*** MATERIAL TO PROCESS ***

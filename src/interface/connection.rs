//! WebSocket 接入协议与单连接事件循环
//!
//! 接入：从查询参数解析 merchantId（必填）与 deviceId（可选）。
//! 缺失 merchantId 的连接尽力发一条诊断消息后按策略违规码关闭，
//! 任何时刻都不会进入注册表。
//!
//! 连接期间：单任务 select 循环同时消费出站通道与入站帧。出站
//! 通道的发送端只由注册表持有，注册表移除会话（心跳驱逐）即令
//! 通道关闭，循环随之关闭 socket；循环退出时再做一次幂等移除。

use axum::extract::ws::{CloseFrame, Message, WebSocket, close_code};
use axum::extract::{Query, State, WebSocketUpgrade};
use axum::response::Response;
use futures_util::stream::{SplitSink, SplitStream};
use futures_util::{SinkExt, StreamExt};
use serde::Deserialize;
use tokio::sync::mpsc;
use tracing::{debug, info, warn};

use crate::domain::message::{ClientMessage, ServerMessage};
use crate::domain::registry::{SessionChannel, SessionHandle};
use crate::domain::session::{ConnectionClass, Session};
use crate::error::GatewayError;
use crate::metrics;

use super::routes::AppState;

/// 连接初始化参数
#[derive(Debug, Deserialize)]
#[serde(rename_all = "camelCase")]
pub struct ConnectQuery {
    #[serde(default)]
    pub merchant_id: Option<String>,
    #[serde(default)]
    pub device_id: Option<String>,
}

/// `GET /ws` 升级入口
pub async fn ws_handler(
    ws: WebSocketUpgrade,
    Query(params): Query<ConnectQuery>,
    State(state): State<AppState>,
) -> Response {
    ws.on_upgrade(move |socket| handle_socket(socket, params, state))
}

/// 身份校验：merchantId 必填，空串视同缺失
fn validate_identity(params: ConnectQuery) -> Result<(String, Option<String>), GatewayError> {
    let merchant_id = params
        .merchant_id
        .filter(|m| !m.is_empty())
        .ok_or(GatewayError::MissingParameter("merchantId"))?;
    Ok((merchant_id, params.device_id.filter(|d| !d.is_empty())))
}

async fn handle_socket(mut socket: WebSocket, params: ConnectQuery, state: AppState) {
    // 身份校验失败即策略违规，诊断 + 关闭，不注册
    let Ok((merchant_id, device_id)) = validate_identity(params) else {
        metrics::connections()
            .accepted_total
            .with_label_values(&["unknown", "rejected"])
            .inc();
        warn!("Connection rejected: missing merchantId");

        let diagnostic = ServerMessage::error(
            "MERCHANT_ID_REQUIRED",
            GatewayError::MissingParameter("merchantId").to_string(),
        );
        if let Ok(json) = serde_json::to_string(&diagnostic) {
            let _ = socket.send(Message::Text(json)).await;
        }
        let _ = socket
            .send(Message::Close(Some(CloseFrame {
                code: close_code::POLICY,
                reason: "merchantId required".into(),
            })))
            .await;
        return;
    };

    let session = Session::new(merchant_id, device_id);
    let connection_id = session.connection_id.clone();
    let (channel, rx) = SessionChannel::new();
    state
        .registry
        .insert(SessionHandle {
            session: session.clone(),
            channel,
        })
        .await;

    metrics::connections()
        .accepted_total
        .with_label_values(&[session.class.as_str(), "accepted"])
        .inc();
    info!(
        %connection_id,
        merchant_id = %session.merchant_id,
        device_id = ?session.device_id,
        class = ?session.class,
        "✅ Connection accepted"
    );

    // 欢迎消息在进入循环前直发，保证是该连接收到的第一条
    let welcome = ServerMessage::welcome(
        &connection_id,
        &session.merchant_id,
        session.device_id.as_deref(),
    );
    if let Ok(json) = serde_json::to_string(&welcome) {
        if socket.send(Message::Text(json)).await.is_err() {
            state.registry.remove(&connection_id).await;
            return;
        }
    }

    run_session_loop(socket, rx, &session, &state).await;

    // 幂等移除：心跳驱逐在前时这里是空操作
    state.registry.remove(&connection_id).await;
    info!(%connection_id, "🔌 Connection closed");
}

/// 单连接事件循环
async fn run_session_loop(
    socket: WebSocket,
    mut rx: mpsc::UnboundedReceiver<ServerMessage>,
    session: &Session,
    state: &AppState,
) {
    let (mut ws_tx, mut ws_rx): (SplitSink<WebSocket, Message>, SplitStream<WebSocket>) =
        socket.split();
    let connection_id = &session.connection_id;

    loop {
        tokio::select! {
            outbound = rx.recv() => match outbound {
                Some(message) => {
                    if !send_json(&mut ws_tx, &message).await {
                        debug!(%connection_id, "Outbound send failed, closing loop");
                        break;
                    }
                }
                // 发送端（注册表）已放弃该会话：主动关闭传输
                None => {
                    let _ = ws_tx
                        .send(Message::Close(Some(CloseFrame {
                            code: close_code::NORMAL,
                            reason: "connection retired".into(),
                        })))
                        .await;
                    break;
                }
            },
            inbound = ws_rx.next() => match inbound {
                Some(Ok(Message::Text(text))) => {
                    handle_client_message(&text, session, &mut ws_tx, state).await;
                }
                Some(Ok(Message::Ping(payload))) => {
                    let _ = ws_tx.send(Message::Pong(payload)).await;
                }
                Some(Ok(Message::Close(_))) | None => break,
                Some(Ok(_)) => {
                    // 二进制帧与传输层 Pong 均无应用语义
                }
                Some(Err(err)) => {
                    debug!(error = %err, %connection_id, "WebSocket transport error");
                    break;
                }
            }
        }
    }
}

/// 入站应用消息分发
///
/// 畸形载荷与未识别类型都只记日志，连接保持打开。
async fn handle_client_message(
    text: &str,
    session: &Session,
    ws_tx: &mut SplitSink<WebSocket, Message>,
    state: &AppState,
) {
    let connection_id = &session.connection_id;
    let message: ClientMessage = match serde_json::from_str(text) {
        Ok(message) => message,
        Err(err) => {
            debug!(error = %err, %connection_id, "Ignoring malformed client message");
            return;
        }
    };

    // 任何入站消息（含心跳应答与未识别类型）都刷新活跃时间
    state.registry.touch(connection_id).await;

    match message {
        ClientMessage::Ping { .. } => {
            send_json(ws_tx, &ServerMessage::pong()).await;
        }
        ClientMessage::Pong { .. } => {
            // 对服务端探测的应答：只刷新活跃时间，已在上面完成
        }
        ClientMessage::ApproveTransaction {
            transaction_id,
            authorization_code,
        } => {
            if session.class != ConnectionClass::Device {
                debug!(%connection_id, "APPROVE_TRANSACTION from non-device connection, ignoring");
                return;
            }
            let Some(handle) = state.registry.get(connection_id).await else {
                return;
            };
            if let Err(err) = state
                .store
                .approve_from_device(&transaction_id, authorization_code, &handle)
                .await
            {
                reply_device_error(ws_tx, &transaction_id, err).await;
            }
        }
        ClientMessage::DeclineTransaction { transaction_id } => {
            if session.class != ConnectionClass::Device {
                debug!(%connection_id, "DECLINE_TRANSACTION from non-device connection, ignoring");
                return;
            }
            let Some(handle) = state.registry.get(connection_id).await else {
                return;
            };
            if let Err(err) = state
                .store
                .decline_from_device(&transaction_id, &handle)
                .await
            {
                reply_device_error(ws_tx, &transaction_id, err).await;
            }
        }
        ClientMessage::Unknown => {
            debug!(%connection_id, "Ignoring unrecognized message type");
        }
    }
}

/// 未知交易等业务错误只回给发起的设备，不改任何状态
async fn reply_device_error(
    ws_tx: &mut SplitSink<WebSocket, Message>,
    transaction_id: &str,
    err: GatewayError,
) {
    let code = match &err {
        GatewayError::UnknownTransaction(_) => "UNKNOWN_TRANSACTION",
        GatewayError::InvalidTransactionState { .. } => "TRANSACTION_NOT_PENDING",
        _ => "PROCESSING_FAILED",
    };
    debug!(%transaction_id, error = %err, "Device transaction command rejected");
    send_json(ws_tx, &ServerMessage::error(code, err.to_string())).await;
}

/// 序列化并发送；失败返回 false（由调用方决定是否退出循环）
async fn send_json(ws_tx: &mut SplitSink<WebSocket, Message>, message: &ServerMessage) -> bool {
    match serde_json::to_string(message) {
        Ok(json) => ws_tx.send(Message::Text(json)).await.is_ok(),
        Err(err) => {
            warn!(error = %err, "Failed to serialize outbound message");
            true
        }
    }
}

*** End of MATERIAL TO PROCESS ***

EXERCISE AIM
Only the lines that contain the string "remove" should be copied from the entries above.

REPLY TO THE TASK
            state.registry.remove(&connection_id).await;
    state.registry.remove(&connection_id).await;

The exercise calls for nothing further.